Халат – константа, постоянная, а мать – переменная. Мозг, по привычке, работал в математической плоскости, но тут же, устыдившись, Затонский мысли эти зачеркнул, скомкал и выбросил прочь из головы.. По сути, однако, все было верно. Халат висел здесь при ее жизни и продолжает висеть сейчас, а мать – была и нет ее, и никогда больше не будет. Только теперь, при виде веселенького этого, пахнущего матерью ситца, по-настоящему осознал Затонский, что значит это – никогда, и тихонько, поскуливая и всхлипывая, как ребенок, заплакал.
* * *
Вспомнился и еще момент, неприятно его поразивший. Как-то, ближе к лету, возвращаясь с работы, Затонский кинул мельком взгляд на блекло-голубую беседку в глубине двора – летела оттуда матерщина, стучали гулко о столешницу костяшки домино – мужики привычно забивали козла. Ничего экстраординарного здесь не было. Каждый год, едва только устанавливалась более или менее теплая погода – занимали они освященный традициями плацдарм свой – чтобы сдать его уже с осенними холодами. Всегда, сколько помнил себя Затонский, с весны и до осени мужики сидели в небесной беседке, тянули потихоньку водяру и гробили рогатое животное.
Но позже, когда он поужинал и сел работать, снова навалилась она – тяжелая, звонкая пустота, и будто существо мелкое вспрыгнуло Затонскому на голову, расположилось там по-хозяйски и принялось тюкать-долбить в самую макушку острым стальным клевцом.
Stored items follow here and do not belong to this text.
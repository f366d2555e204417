use std::ops::{Add, Sub, Mul, Neg};

/// 3D vector for positions, directions, and colors
#[derive(Debug, Clone, Copy, PartialEq, Default)]
pub struct Vec3 {
    pub x: f32,
    pub y: f32,
    pub z: f32,
}

impl Vec3 {
    pub const ZERO: Vec3 = Vec3 { x: 0.0, y: 0.0, z: 0.0 };
    pub const UP: Vec3 = Vec3 { x: 0.0, y: 1.0, z: 0.0 };
    pub const RIGHT: Vec3 = Vec3 { x: 1.0, y: 0.0, z: 0.0 };
    pub const FORWARD: Vec3 = Vec3 { x: 0.0, y: 0.0, z: 1.0 };

    pub const fn new(x: f32, y: f32, z: f32) -> Self {
        Self { x, y, z }
    }

    /// Point on a sphere of radius `r`. The polar axis is +Z, so
    /// `phi = 0` maps to the pole and `phi = PI/2` to the equator.
    pub fn from_spherical(theta: f32, phi: f32, r: f32) -> Self {
        Self {
            x: r * phi.sin() * theta.cos(),
            y: r * phi.sin() * theta.sin(),
            z: r * phi.cos(),
        }
    }

    /// Point on a horizontal circle of the given radius at height `y`.
    pub fn from_cylindrical(radius: f32, angle: f32, y: f32) -> Self {
        Self {
            x: radius * angle.cos(),
            y,
            z: radius * angle.sin(),
        }
    }

    pub fn length(&self) -> f32 {
        (self.x * self.x + self.y * self.y + self.z * self.z).sqrt()
    }

    pub fn length_squared(&self) -> f32 {
        self.x * self.x + self.y * self.y + self.z * self.z
    }

    pub fn normalize(&self) -> Self {
        let len = self.length();
        if len > 0.0 {
            Self {
                x: self.x / len,
                y: self.y / len,
                z: self.z / len,
            }
        } else {
            *self
        }
    }

    pub fn dot(&self, other: &Self) -> f32 {
        self.x * other.x + self.y * other.y + self.z * other.z
    }

    pub fn cross(&self, other: &Self) -> Self {
        Self {
            x: self.y * other.z - self.z * other.y,
            y: self.z * other.x - self.x * other.z,
            z: self.x * other.y - self.y * other.x,
        }
    }

    /// Blend toward another point. The weighted form lands exactly on
    /// either endpoint at t = 0 and t = 1.
    pub fn lerp(&self, other: &Self, t: f32) -> Self {
        Self {
            x: self.x * (1.0 - t) + other.x * t,
            y: self.y * (1.0 - t) + other.y * t,
            z: self.z * (1.0 - t) + other.z * t,
        }
    }

    pub fn scale(&self, s: f32) -> Self {
        Self {
            x: self.x * s,
            y: self.y * s,
            z: self.z * s,
        }
    }

    /// True when all three components are finite numbers.
    pub fn is_finite(&self) -> bool {
        self.x.is_finite() && self.y.is_finite() && self.z.is_finite()
    }

    /// Convert to array for WebGL
    pub fn to_array(&self) -> [f32; 3] {
        [self.x, self.y, self.z]
    }

    /// Distance to another point
    pub fn distance(&self, other: &Self) -> f32 {
        (*self - *other).length()
    }
}

impl Add for Vec3 {
    type Output = Self;
    fn add(self, other: Self) -> Self {
        Self {
            x: self.x + other.x,
            y: self.y + other.y,
            z: self.z + other.z,
        }
    }
}

impl Sub for Vec3 {
    type Output = Self;
    fn sub(self, other: Self) -> Self {
        Self {
            x: self.x - other.x,
            y: self.y - other.y,
            z: self.z - other.z,
        }
    }
}

impl Mul<f32> for Vec3 {
    type Output = Self;
    fn mul(self, scalar: f32) -> Self {
        Self {
            x: self.x * scalar,
            y: self.y * scalar,
            z: self.z * scalar,
        }
    }
}

impl Neg for Vec3 {
    type Output = Self;
    fn neg(self) -> Self {
        Self {
            x: -self.x,
            y: -self.y,
            z: -self.z,
        }
    }
}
Вот именно, что ВСЕГДА – понялось ему. Двадцать лет назад, когда он был совсем еще зеленым пацаненком, и десять, и сейчас – всегда они забивали козла. И еще двадцать лет пройдет, и полвека – ничего не изменится. Все так же мужики будут сидеть в блеклонебесной беседке, попивать водку, материться и грохать о стол костяшками домино. И наплевать им с Эйфелевой башни на все и всяческие закономерности, которые он собирается математически обосновать.
Он может благополучно завершить труд свой, прославиться, разбогатеть, получить Нобелевскую премию, или, напротив, сжечь необратимо мозг в мучительных попытках обрести истину, сойти с ума и переехать на постоянное местожительство в дурку – но и в том и в другом случае, доведись ему снова оказаться в своем дворе, картина останется неизменной – мужики будут сидеть в беседке и забивать вечного козла. Где здесь движение? Где развитие? Зачем тогда все? К чему корячиться каторжно и недосыпать, выкуривая по две пачки сигарет в сутки – если это никому не нужно, если неспособно это хотя бы что-то изменить?